• _Exercise brief_: Your answer should consist of each line below that includes the word "protocol".

• _Exercise materials_:
********

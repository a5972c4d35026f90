//! Logging configuration using tracing

use std::path::PathBuf;
use tracing_appender::rolling::{RollingFileAppender, Rotation};
use tracing_subscriber::{fmt, prelude::*, EnvFilter};

use crate::error::Result;

/// Filter used when `VMBRIDGE_LOG` is unset: info for every workspace
/// crate (the `vmbridge` binary and the `flutter_vm_bridge` library
/// included), warn for dependencies.
const DEFAULT_FILTER: &str = "vmbridge=info,flutter_vm_bridge=info,vmbridge_core=info,\
vmbridge_client=info,vmbridge_app=info,warn";

/// Initialize the logging subsystem
///
/// Logs are written to `~/.local/share/flutter-vm-bridge/logs/`.
/// Log level is controlled by the `VMBRIDGE_LOG` environment variable.
///
/// Stdout is left alone: the CLI prints NDJSON events there.
///
/// # Examples
/// ```bash
/// VMBRIDGE_LOG=debug vmbridge watch ws://127.0.0.1:8181/ws
/// VMBRIDGE_LOG=vmbridge_client=trace vmbridge call getVM --uri ws://127.0.0.1:8181/ws
/// ```
pub fn init() -> Result<()> {
    let log_dir = get_log_directory();
    std::fs::create_dir_all(&log_dir)?;

    let file_appender = RollingFileAppender::new(Rotation::DAILY, &log_dir, "vmbridge.log");

    // Default to info for our crates, allow override via VMBRIDGE_LOG
    let env_filter = EnvFilter::try_from_env("VMBRIDGE_LOG")
        .unwrap_or_else(|_| EnvFilter::new(DEFAULT_FILTER));

    tracing_subscriber::registry()
        .with(env_filter)
        .with(
            fmt::layer()
                .with_writer(file_appender)
                .with_ansi(false)
                .with_target(true)
                .with_thread_ids(false)
                .with_file(true)
                .with_line_number(true)
                .with_timer(fmt::time::ChronoLocal::new(
                    "%Y-%m-%d %H:%M:%S%.3f".to_string(),
                )),
        )
        .init();

    tracing::info!("═══════════════════════════════════════════════════════");
    tracing::info!("Flutter VM bridge starting");
    tracing::info!("Log directory: {}", log_dir.display());
    tracing::info!("═══════════════════════════════════════════════════════");

    Ok(())
}

/// Get the log directory path
fn get_log_directory() -> PathBuf {
    let base = dirs::data_local_dir().unwrap_or_else(|| PathBuf::from("."));
    base.join("flutter-vm-bridge").join("logs")
}

#[cfg(test)]
mod tests {
    use super::*;

    #[test]
    fn test_default_filter_covers_workspace_crates() {
        for target in [
            "vmbridge=",
            "flutter_vm_bridge=",
            "vmbridge_core=",
            "vmbridge_client=",
            "vmbridge_app=",
        ] {
            assert!(
                DEFAULT_FILTER.split(',').any(|d| d.starts_with(target)),
                "missing {target}"
            );
        }
        assert!(EnvFilter::try_new(DEFAULT_FILTER).is_ok());
    }
}
//! Flutter service extension calls.
//!
//! Service extensions are ordinary JSON-RPC methods registered by the app,
//! named `ext.flutter.<name>` (or `ext.<package>.<name>` for custom ones).
//! They all follow the same rules:
//!
//! - `isolateId` is required and names the isolate that registered them.
//! - Every other parameter value must be a string.
//!
//! In profile/release builds, or before the framework has registered them,
//! the VM answers with `-32601 Method not found`. Use
//! [`is_extension_not_available`] to tell that apart from a real failure.

use std::collections::HashMap;

use serde_json::{Map, Value};

use vmbridge_core::prelude::*;

use super::client::VmServiceClient;

/// JSON-RPC "Method not found".
pub const METHOD_NOT_FOUND_CODE: i32 = -32601;

/// Some VM versions use this for unregistered extensions.
pub const EXTENSION_NOT_AVAILABLE_CODE: i32 = 113;

impl VmServiceClient {
    /// Call an extension on `isolate_id` with string arguments.
    pub async fn call_extension(
        &self,
        method: &str,
        isolate_id: &str,
        args: Option<HashMap<String, String>>,
    ) -> Result<Value> {
        let params = build_extension_params(isolate_id, args);
        self.call(method, Some(params)).await
    }

    /// Call an extension with free-form params.
    ///
    /// If `params` has no `isolateId`, the main isolate is filled in.
    /// Non-string values other than `isolateId` are stringified.
    pub async fn call_extension_method(&self, method: &str, params: Option<Value>) -> Result<Value> {
        let mut map = match params {
            Some(Value::Object(map)) => map,
            Some(Value::Null) | None => Map::new(),
            Some(other) => {
                return Err(Error::protocol(format!(
                    "extension params must be an object, got {other}"
                )))
            }
        };

        if !map.contains_key("isolateId") {
            let isolate_id = self.main_isolate_id().await?;
            map.insert("isolateId".to_string(), Value::String(isolate_id));
        }

        let params = map
            .into_iter()
            .map(|(key, value)| {
                let value = match value {
                    Value::String(_) => value,
                    other => Value::String(other.to_string()),
                };
                (key, value)
            })
            .collect();

        self.call(method, Some(Value::Object(params))).await
    }
}

/// `{"isolateId": ..., <args>...}` for an extension call.
///
/// An `isolateId` entry in `args` does not override the explicit one.
pub fn build_extension_params(isolate_id: &str, args: Option<HashMap<String, String>>) -> Value {
    let mut params = Map::new();
    for (key, value) in args.unwrap_or_default() {
        params.insert(key, Value::String(value));
    }
    params.insert("isolateId".to_string(), Value::String(isolate_id.to_string()));
    Value::Object(params)
}

/// `true` if `error` means the extension is not registered.
pub fn is_extension_not_available(error: &Error) -> bool {
    match error {
        Error::RemoteError { code, message, .. } => {
            if *code == METHOD_NOT_FOUND_CODE || *code == EXTENSION_NOT_AVAILABLE_CODE {
                return true;
            }
            let msg = message.to_lowercase();
            msg.contains("method not found") || msg.contains("extension not available")
        }
        _ => false,
    }
}

#[cfg(test)]
mod tests {
    use serde_json::json;

    use super::*;

    #[test]
    fn test_build_extension_params_isolate_only() {
        let params = build_extension_params("isolates/1", None);
        assert_eq!(params, json!({ "isolateId": "isolates/1" }));
    }

    #[test]
    fn test_build_extension_params_with_args() {
        let mut args = HashMap::new();
        args.insert("enabled".to_string(), "true".to_string());
        let params = build_extension_params("isolates/1", Some(args));
        assert_eq!(params["enabled"], "true");
        assert_eq!(params["isolateId"], "isolates/1");
    }

    #[test]
    fn test_build_extension_params_isolate_id_wins() {
        let mut args = HashMap::new();
        args.insert("isolateId".to_string(), "isolates/other".to_string());
        let params = build_extension_params("isolates/1", Some(args));
        assert_eq!(params["isolateId"], "isolates/1");
    }

    #[test]
    fn test_is_extension_not_available() {
        assert!(is_extension_not_available(&Error::remote(
            -32601,
            "Method not found",
            None
        )));
        assert!(is_extension_not_available(&Error::remote(
            113,
            "Extension not available",
            None
        )));
        assert!(is_extension_not_available(&Error::remote(
            -32000,
            "Server error: method not found",
            None
        )));
        assert!(!is_extension_not_available(&Error::remote(
            -32000,
            "Unexpected DWDS error",
            None
        )));
        assert!(!is_extension_not_available(&Error::NotConnected));
    }
}
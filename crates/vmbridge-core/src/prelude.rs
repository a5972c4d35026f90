//! Prelude for common imports used throughout all VM bridge crates

pub use crate::error::{Error, Result, ResultExt};
pub use tracing::{debug, error, info, instrument, trace, warn};
//! Headless runners for the `vmbridge` subcommands
//!
//! `watch` supervises one app and streams [`HeadlessEvent`]s until Ctrl+C or
//! until recovery is exhausted. `call` and `ext` open a single connection,
//! issue one request and disconnect.

use std::sync::Arc;

use serde_json::{Map, Value};
use tracing::{info, warn};

use vmbridge_app::{RecoveryGovernor, Settings, Supervisor, SupervisorEvent};
use vmbridge_client::vm_service::is_extension_not_available;
use vmbridge_client::{ClientOptions, VmServiceClient};
use vmbridge_core::prelude::*;
use vmbridge_core::Endpoint;

use super::HeadlessEvent;

/// Supervise `endpoint` and print events until interrupted.
///
/// Returns an error if the app has no isolate or recovery gives up.
pub async fn run_watch(endpoint: Endpoint, settings: &Settings) -> Result<()> {
    info!("═══════════════════════════════════════════════════════");
    info!("Watching {}", endpoint);
    info!("═══════════════════════════════════════════════════════");

    let governor = Arc::new(RecoveryGovernor::new(settings.recovery.policy()));
    let (supervisor, mut events) =
        Supervisor::new(endpoint, governor, settings.supervisor_options());

    // Print events while start() is still connecting.
    let printer = tokio::spawn(async move {
        while let Some(event) = events.recv().await {
            let exhausted = matches!(event, SupervisorEvent::Exhausted { .. });
            HeadlessEvent::from(event).emit();
            if exhausted {
                return true;
            }
        }
        false
    });

    if let Err(e) = supervisor
        .start()
        .await
        .with_context(|| format!("Supervising {}", supervisor.target()))
    {
        HeadlessEvent::error(e.to_string(), e.is_fatal()).emit();
        supervisor.stop().await;
        printer.abort();
        return Err(e);
    }

    let result = tokio::select! {
        _ = tokio::signal::ctrl_c() => {
            info!("Interrupted, stopping");
            Ok(())
        }
        exhausted = printer => match exhausted {
            Ok(true) => Err(Error::recovery_exhausted(supervisor.target())),
            Ok(false) => Ok(()),
            Err(e) => Err(Error::vm_service(format!("event printer failed: {e}"))),
        },
    };

    supervisor.stop().await;
    result
}

/// Issue one raw RPC and return its result.
pub async fn run_call(
    endpoint: Endpoint,
    options: ClientOptions,
    method: &str,
    params: Option<Value>,
) -> Result<Value> {
    with_client(endpoint, options, |client| async move {
        client.call(method, params).await
    })
    .await
}

/// Call a service extension on the main isolate.
///
/// `args` are `key=value` pairs and are sent as strings.
pub async fn run_extension(
    endpoint: Endpoint,
    options: ClientOptions,
    method: &str,
    args: &[String],
) -> Result<Value> {
    let params = parse_extension_args(args)?;
    let result = with_client(endpoint, options, |client| async move {
        client.call_extension_method(method, Some(params)).await
    })
    .await;
    if let Err(e) = &result {
        if is_extension_not_available(e) {
            warn!(
                "{} is not registered; service extensions need a debug build with the framework loaded",
                method
            );
        }
    }
    result
}

async fn with_client<F, Fut>(endpoint: Endpoint, options: ClientOptions, f: F) -> Result<Value>
where
    F: FnOnce(VmServiceClient) -> Fut,
    Fut: std::future::Future<Output = Result<Value>>,
{
    let target = endpoint.to_string();
    let client = VmServiceClient::with_options(endpoint, options);
    client
        .connect()
        .await
        .with_context(|| format!("Connecting to {target}"))?;
    let result = f(client.clone()).await;
    client.disconnect().await;
    result
}

/// `["key=value", ...]` to a params object.
pub fn parse_extension_args(args: &[String]) -> Result<Value> {
    let mut params = Map::new();
    for arg in args {
        let Some((key, value)) = arg.split_once('=') else {
            return Err(Error::protocol(format!(
                "extension argument must be key=value, got {arg:?}"
            )));
        };
        if key.is_empty() {
            return Err(Error::protocol(format!("empty key in {arg:?}")));
        }
        if params
            .insert(key.to_string(), Value::String(value.to_string()))
            .is_some()
        {
            warn!("Duplicate extension argument {}, last value wins", key);
        }
    }
    Ok(Value::Object(params))
}

#[cfg(test)]
mod tests {
    use super::*;
    use serde_json::json;

    #[test]
    fn test_parse_extension_args() {
        let args = vec!["enabled=true".to_string(), "value=a=b".to_string()];
        let params = parse_extension_args(&args).unwrap();
        assert_eq!(params, json!({ "enabled": "true", "value": "a=b" }));
    }

    #[test]
    fn test_parse_extension_args_rejects_malformed() {
        assert!(parse_extension_args(&["enabled".to_string()]).is_err());
        assert!(parse_extension_args(&["=true".to_string()]).is_err());
    }

    #[test]
    fn test_parse_extension_args_empty() {
        assert_eq!(parse_extension_args(&[]).unwrap(), json!({}));
    }
}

********

• _Result of the exercise_:
                return Err(Error::protocol(format!(
            return Err(Error::protocol(format!(
            return Err(Error::protocol(format!("empty key in {arg:?}")));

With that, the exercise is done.